Many grave sites dating back to the Stone Age can be found here. This location was an important fishing and Arctic hunting settlement for a long time before it was given market town rights by royal decree of Christian VII of Denmark–Norway in 1789.

- 1684: Hammerfest gets its first church, Hammerfest Church. The population is around 60 people.
- 1764: Russia begins to send ships with grain to Hammerfest as part of the Pomor trade.
- 17 July 1789: Hammerfest receives "town status" as a kjøpstad.
- 1792: The first doctor arrives in Hammerfest.
- 1807–1814: Hammerfest is affected by disease epidemics and food shortages, the latter as a result of the Royal Navy blockade during the Gunboat War.
- 1809: The city is attacked and captured by two British brigs, which proceed to sack it before withdrawing.
- 1839: Hammerfest's first firefighter is employed.
- 1859: The first lighthouse in Finnmark is constructed: Fuglenes Lighthouse.
- 1868: The first water plant in the town is built.
- 1870: A telegraph station, which is used by all of Finnmark, is built.
- 1890: Two-thirds of the city is destroyed by fire.
- 1891: Reconstruction of the city begins. A Methodist chapel is opened.
- 1891: Hammerfest becomes the first town in Norway and Northern Europe with electric streetlights.
- 1940: After the German occupation of Norway the German Navy used the harbor of the city as a base.
- 14 February 1944: A Soviet aircraft bombed the city for the first time, but the damage was small.
- 29 August 1944: A similar, but far more powerful air assault, a number of buildings and streets in the city and ships on the harbour were destroyed. When the Germans retreated, they finalized the destruction.
- November 1944: the Germans began systematically burning all the settlements in Finnmark, including Hammerfest.
- February 1945: citizens are forcibly evacuated by the German authorities. Only one building was left standing, a burial chapel. This was built in 1937 and is the oldest house still existing in the town.
- 1989: Hammerfest celebrates its 200th anniversary as a city.
- 2003: Melkøysund Tunnel is completed connecting the town to the island of Melkøya.
- 2007: The Snøhvit plant on Melkøya becomes operational in September. It is the biggest industrial development in Northern Norway.

===Napoleonic Wars===

Denmark–Norway became involved in the Napoleonic Wars in 1807. As one of the main centres of commerce and transportation in western Finnmark, Hammerfest was subject to a Royal Navy blockade. Upon the request of local merchants, the town received four 6-pounder guns from the government armoury in Trondheim. Subsequently, a 50-strong militia unit was formed to defend Hammerfest from potential British attacks. Local merchants formed the militia's officer corps, and Sámi and Kvens served as enlisted members of the unit.

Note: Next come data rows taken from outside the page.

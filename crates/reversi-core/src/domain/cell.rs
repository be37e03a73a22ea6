//! Value types shared by the board model and the protocol codec.

use serde::{Deserialize, Serialize};

/// Largest board side the client accepts.
///
/// A dimension announcement above this value is rejected, and move requests
/// with a coordinate at or above it cannot be encoded.
pub const MAX_DIMENSION: usize = 26;

// ── Cell marks ────────────────────────────────────────────────────────────────

/// The occupant of a single board position.
#[derive(Debug, Clone, Copy, PartialEq, Eq, Hash, Default, Serialize, Deserialize)]
pub enum CellMark {
    #[default]
    Empty,
    PlayerOne,
    PlayerTwo,
}

impl CellMark {
    /// Returns `true` for [`CellMark::Empty`].
    pub fn is_empty(self) -> bool {
        matches!(self, CellMark::Empty)
    }

    /// Wire digit used in `MOVE_MADE` broadcasts.  `Empty` has none.
    pub fn wire_digit(self) -> Option<u8> {
        match self {
            CellMark::Empty => None,
            CellMark::PlayerOne => Some(1),
            CellMark::PlayerTwo => Some(2),
        }
    }
}

impl TryFrom<u8> for CellMark {
    type Error = ();

    /// Only player marks travel on the wire; `0` is not a valid placement.
    fn try_from(value: u8) -> Result<Self, ()> {
        match value {
            1 => Ok(CellMark::PlayerOne),
            2 => Ok(CellMark::PlayerTwo),
            _ => Err(()),
        }
    }
}

// ── Turn ownership ────────────────────────────────────────────────────────────

/// Which side is authorised to submit the next move, per the latest server notice.
#[derive(Debug, Clone, Copy, PartialEq, Eq, Hash, Default, Serialize, Deserialize)]
pub enum TurnOwner {
    Local,
    /// Nothing is local until the server says so.
    #[default]
    Remote,
}

// ── Game status ───────────────────────────────────────────────────────────────

/// Overall status of the match as seen from this client.
///
/// `InProgress` is the only non-terminal value.  Once any other value is
/// reached the model refuses all further mutation.
#[derive(Debug, Clone, Copy, PartialEq, Eq, Hash, Default, Serialize, Deserialize)]
pub enum GameStatus {
    #[default]
    InProgress,
    Tie,
    Won,
    Lost,
    Error,
}

impl GameStatus {
    pub fn is_terminal(self) -> bool {
        !matches!(self, GameStatus::InProgress)
    }
}

/// Outcome carried by an end-of-game notice.
#[derive(Debug, Clone, Copy, PartialEq, Eq, Hash, Serialize, Deserialize)]
pub enum Outcome {
    Tie,
    Won,
    Lost,
}

impl From<Outcome> for GameStatus {
    fn from(outcome: Outcome) -> Self {
        match outcome {
            Outcome::Tie => GameStatus::Tie,
            Outcome::Won => GameStatus::Won,
            Outcome::Lost => GameStatus::Lost,
        }
    }
}

// ── Cell updates ──────────────────────────────────────────────────────────────

/// One `(row, col, mark)` triple from a piece-placement broadcast.
#[derive(Debug, Clone, Copy, PartialEq, Eq, Hash, Serialize, Deserialize)]
pub struct CellUpdate {
    pub row: usize,
    pub col: usize,
    pub mark: CellMark,
}

impl CellUpdate {
    pub fn new(row: usize, col: usize, mark: CellMark) -> Self {
        Self { row, col, mark }
    }
}
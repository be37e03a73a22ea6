//! Integration tests for the reversi-core codec driving a board model.
//!
//! These feed literal server lines through the public codec and apply the
//! resulting events to a `BoardModel`, the same way the network client's
//! receive loop does, but without a socket.

use std::sync::atomic::{AtomicUsize, Ordering};
use std::sync::Arc;

use reversi_core::{
    decode_message, BoardModel, CellMark, CodecError, GameStatus, Outcome, ProtocolEvent,
};

/// Applies one decoded event to the model, mirroring the receive loop.
fn apply(model: &BoardModel, line: &str) {
    match decode_message(line).expect("fixture lines must decode") {
        ProtocolEvent::DimensionAnnounced(dim) => model.initialize(dim).unwrap(),
        ProtocolEvent::CellsUpdated(updates) => model.apply_cell_updates(&updates).unwrap(),
        ProtocolEvent::TurnChanged(owner) => model.apply_turn_change(owner).unwrap(),
        ProtocolEvent::GameOver(outcome) => model.apply_game_over(outcome).unwrap(),
        ProtocolEvent::ProtocolError(text) => panic!("unexpected server error {text}"),
    }
}

#[test]
fn test_dimension_announcement_of_eight_gives_64_empty_cells() {
    // Arrange
    let model = BoardModel::new();

    // Act
    apply(&model, "CONNECT 8\n");

    // Assert
    let snapshot = model.snapshot();
    assert_eq!(snapshot.dimension, Some(8));
    assert_eq!(snapshot.count(CellMark::Empty), 64);
}

#[test]
fn test_opening_sequence_then_first_move() {
    let model = BoardModel::new();
    let notifications = Arc::new(AtomicUsize::new(0));
    let counter = Arc::clone(&notifications);
    model.subscribe_fn(move |_| {
        counter.fetch_add(1, Ordering::SeqCst);
    });

    for line in [
        "CONNECT 8",
        "MOVE_MADE 3 3 2 3 4 1 4 3 1 4 4 2",
        "TURN LOCAL",
        "MOVE_MADE 2 3 1 3 3 1",
        "TURN REMOTE",
    ] {
        apply(&model, line);
    }

    let snapshot = model.snapshot();
    assert_eq!(snapshot.contents_at(2, 3), Some(CellMark::PlayerOne));
    assert_eq!(snapshot.contents_at(3, 3), Some(CellMark::PlayerOne));
    assert_eq!(snapshot.count(CellMark::PlayerOne), 4);
    assert_eq!(snapshot.count(CellMark::PlayerTwo), 1);
    assert_eq!(snapshot.moves_remaining, 59);
    assert!(!snapshot.is_local_turn());
    assert_eq!(notifications.load(Ordering::SeqCst), 5);
}

#[test]
fn test_game_over_line_sets_terminal_status() {
    let model = BoardModel::new();
    apply(&model, "CONNECT 4");
    apply(&model, "GAME_LOST");

    assert_eq!(model.status(), GameStatus::Lost);
    assert!(model.apply_game_over(Outcome::Won).is_err());
}

#[test]
fn test_unrecognised_line_never_reaches_the_model() {
    let model = BoardModel::new();
    let result = decode_message("PLACE 3 4 BLACK");

    assert!(matches!(result, Err(CodecError::MalformedMessage(_))));
    assert!(!model.is_initialized());
    assert_eq!(model.status(), GameStatus::InProgress);
}

#[test]
fn test_snapshot_serializes_for_presentation_bridges() {
    let model = BoardModel::new();
    apply(&model, "CONNECT 2");
    apply(&model, "MOVE_MADE 0 1 2");

    let json = serde_json::to_value(model.snapshot()).unwrap();

    assert_eq!(json["dimension"], 2);
    assert_eq!(json["cells"][0][1], "PlayerTwo");
    assert_eq!(json["status"], "InProgress");
    assert_eq!(json["moves_remaining"], 3);
}
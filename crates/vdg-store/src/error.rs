use thiserror::Error;

#[derive(Debug, Error)]
pub enum StoreError {
    #[error("sqlite error: {0}")]
    Sqlite(#[from] rusqlite::Error),
    #[error("serialization error: {0}")]
    Serialization(String),
    #[error("storage backend error: {0}")]
    Backend(String),
}

impl From<serde_json::Error> for StoreError {
    fn from(err: serde_json::Error) -> Self {
        StoreError::Serialization(err.to_string())
    }
}
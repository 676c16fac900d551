use anyhow::{bail, Context, Result};
use clap::{Parser, Subcommand};
use std::collections::HashMap;
use std::sync::Arc;
use tracing_subscriber::EnvFilter;

use vdg_core::{
    average_efficiency, DiagnosisBlockState, DiagnosisNote, QuestionnaireData, Session, Venue,
};
use vdg_store::{KvStore, MigrationRunner, SqliteKvStore, UserDataStore, VenueSelector};
use vdg_sync::{run_startup_tasks, SyncClient, SyncConfig};

#[derive(Parser)]
#[command(name = "vdg")]
#[command(about = "Venue diagnostics local state store", long_about = None)]
struct Cli {
    /// SQLite database file backing the local store
    #[arg(long, env = "VDG_DB", default_value = "vdg.db")]
    db: String,

    /// Base URL of the sync service
    #[arg(long, env = "VDG_SYNC_URL", default_value = "http://localhost:3000")]
    sync_url: String,

    /// Override the registered user id for this invocation
    #[arg(long)]
    user: Option<String>,

    /// Override the selected venue for this invocation
    #[arg(long)]
    venue: Option<String>,

    #[command(subcommand)]
    command: Commands,
}

#[derive(Subcommand)]
enum Commands {
    /// Register a user id and adopt any pre-account local data
    Register { user_id: String },
    /// Manage venues
    Venue {
        #[command(subcommand)]
        action: VenueCommands,
    },
    /// Mark the registration questionnaire as completed
    CompleteQuestionnaire,
    /// Record a completed diagnosis block
    CompleteBlock {
        block_id: String,
        #[arg(long)]
        efficiency: u32,
        /// Raw answers as key=value pairs
        #[arg(long = "answer")]
        answers: Vec<String>,
    },
    /// Show the dashboard rollup
    Dashboard,
    /// Set the free-text note for the selected venue
    Note { text: String },
    /// Run the one-time startup work (migrations + sync) explicitly
    Start,
    /// Run the migration procedures only
    Migrate,
    /// Push the local snapshot to the sync service
    Push,
    /// Pull the server snapshot into the local store
    Pull {
        /// Pull even when local data exists (overwrites server-known keys)
        #[arg(long)]
        force: bool,
    },
    /// List every stored key and value
    Dump,
}

#[tokio::main]
async fn main() -> Result<()> {
    tracing_subscriber::fmt()
        .with_env_filter(EnvFilter::from_default_env())
        .init();

    let cli = Cli::parse();
    let kv: Arc<dyn KvStore> =
        Arc::new(SqliteKvStore::open(&cli.db).with_context(|| format!("open {}", cli.db))?);
    let store = UserDataStore::new(Arc::clone(&kv));
    let selector = VenueSelector::new(Arc::clone(&kv));

    let user_id = match &cli.user {
        Some(user_id) => Some(user_id.clone()),
        None => store.user_id().await,
    };
    let mut session = Session {
        user_id,
        venue_id: cli.venue.clone(),
    };
    if session.venue_id.is_none() {
        session.venue_id = selector.selected_venue_id(&session).await?;
    }

    match cli.command {
        Commands::Register { user_id } => {
            if let Some(existing) = store.user_id().await {
                bail!("already registered as {existing}");
            }
            store.set_user_id(&user_id).await?;
            let session = Session::for_user(&user_id);
            // First registration is the single gated call site for the
            // legacy copy; re-running it later would clobber newer data.
            store.migrate_user_data(&session).await?;
            println!("registered {user_id}");
        }
        Commands::Venue { action } => {
            run_venue_command(&store, &selector, &session, action).await?;
        }
        Commands::CompleteQuestionnaire => {
            store.set_questionnaire_completed(&session).await?;
            println!("questionnaire completed");
        }
        Commands::CompleteBlock {
            block_id,
            efficiency,
            answers,
        } => {
            let answers = parse_answers(&answers)?;
            store.save_answers(&session, &block_id, &answers).await?;

            let block = DiagnosisBlockState::completed_with(&block_id, efficiency, answers)
                .context("invalid efficiency")?;
            let mut blocks = store.load_blocks(&session).await.unwrap_or_default();
            blocks.retain(|existing| existing.id != block.id);
            blocks.push(block);
            store.save_blocks(&session, &blocks).await?;
            println!("completed block {block_id}");

            if !blocks.is_empty() && blocks.iter().all(|block| block.completed) {
                if let Some(average) = average_efficiency(&blocks) {
                    let rollup = store.load_dashboard(&session).await;
                    store
                        .save_dashboard(&session, &rollup.advance(average.to_string()))
                        .await?;
                    println!("all blocks completed, overall result {average}");
                }
            }
        }
        Commands::Dashboard => {
            let rollup = store.load_dashboard(&session).await;
            println!("all blocks completed: {}", rollup.all_blocks_completed);
            println!(
                "current result:  {}",
                rollup.current_result.as_deref().unwrap_or("-")
            );
            println!(
                "previous result: {}",
                rollup.previous_result.as_deref().unwrap_or("-")
            );
        }
        Commands::Note { text } => {
            if session.venue_id().is_none() {
                bail!("no venue selected");
            }
            store.save_note(&session, &DiagnosisNote::new(text)).await?;
            println!("note saved");
        }
        Commands::Start => {
            let sync = Arc::new(SyncClient::new(
                Arc::clone(&kv),
                SyncConfig {
                    base_url: cli.sync_url.clone(),
                    ..Default::default()
                },
            )?);
            run_startup_tasks(Arc::clone(&kv), sync, session).await;
            println!("startup tasks finished");
        }
        Commands::Migrate => {
            MigrationRunner::new(Arc::clone(&kv)).run_all(&session).await;
            println!("migrations finished");
        }
        Commands::Push => {
            let sync = sync_client(&kv, &cli.sync_url)?;
            let ok = sync.push(&session).await;
            println!("push: {}", if ok { "ok" } else { "failed" });
        }
        Commands::Pull { force } => {
            let sync = sync_client(&kv, &cli.sync_url)?;
            let ok = sync.pull(&session, force).await;
            println!("pull: {}", if ok { "ok" } else { "skipped or failed" });
        }
        Commands::Dump => {
            for key in kv.all_keys().await? {
                let value = kv.get(&key).await?.unwrap_or_default();
                println!("{key} = {value}");
            }
        }
    }

    Ok(())
}

#[derive(Subcommand)]
enum VenueCommands {
    /// Add a venue to the questionnaire data
    Add { name: String },
    /// List the user's venues
    List,
    /// Select the current venue
    Select { venue_id: String },
}

async fn run_venue_command(
    store: &UserDataStore,
    selector: &VenueSelector,
    session: &Session,
    action: VenueCommands,
) -> Result<()> {
    match action {
        VenueCommands::Add { name } => {
            let mut data = store
                .load_questionnaire(session)
                .await
                .unwrap_or_else(QuestionnaireData::default);
            let venue = Venue::new(name);
            println!("added venue {} ({})", venue.name, venue.id);
            data.venues.push(venue);
            store.save_questionnaire(session, &data).await?;
        }
        VenueCommands::List => {
            let data = store.load_questionnaire(session).await.unwrap_or_default();
            let selected = selector.selected_venue_id(session).await?;
            for venue in &data.venues {
                let marker = if selected.as_deref() == Some(venue.id.as_str()) {
                    "*"
                } else {
                    " "
                };
                println!("{marker} {} ({})", venue.name, venue.id);
            }
        }
        VenueCommands::Select { venue_id } => {
            selector.set_selected_venue_id(session, &venue_id).await?;
            println!("selected venue {venue_id}");
        }
    }
    Ok(())
}

fn sync_client(kv: &Arc<dyn KvStore>, base_url: &str) -> Result<SyncClient> {
    Ok(SyncClient::new(
        Arc::clone(kv),
        SyncConfig {
            base_url: base_url.to_string(),
            ..Default::default()
        },
    )?)
}

fn parse_answers(pairs: &[String]) -> Result<HashMap<String, serde_json::Value>> {
    let mut answers = HashMap::new();
    for pair in pairs {
        let (key, value) = pair
            .split_once('=')
            .with_context(|| format!("answer `{pair}` is not key=value"))?;
        answers.insert(
            key.to_string(),
            serde_json::Value::String(value.to_string()),
        );
    }
    Ok(answers)
}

On 22 July 1809, the British brigs HMS Snake and HMS Fancy approached the town. Before reaching Hammerfest, the two vessels had briefly occupied Hasvik. The following battle between Hammerfest's militia, who had built two artillery batteries, and Snake and Fancy was unusually intense and ended after the Norwegians ran out of gunpowder after about 90 minutes of combat and fled. Both Snake and Fancy had suffered a number of cannon hits and lost one man killed, a sailor who was buried at a local cemetery.

During the battle, the town's populace evacuated elsewhere, and the crews of Snake and Fancy remained in Hammerfest for eight days after the Norwegian withdrawal, sacking the empty town before leaving. After the raid, Hammerfest became a garrison town with a detachment of regular troops and improved and expanded fortifications. A small flotilla of gunboats also operated out of Hammerfest for the remainder of the Napoleonic Wars.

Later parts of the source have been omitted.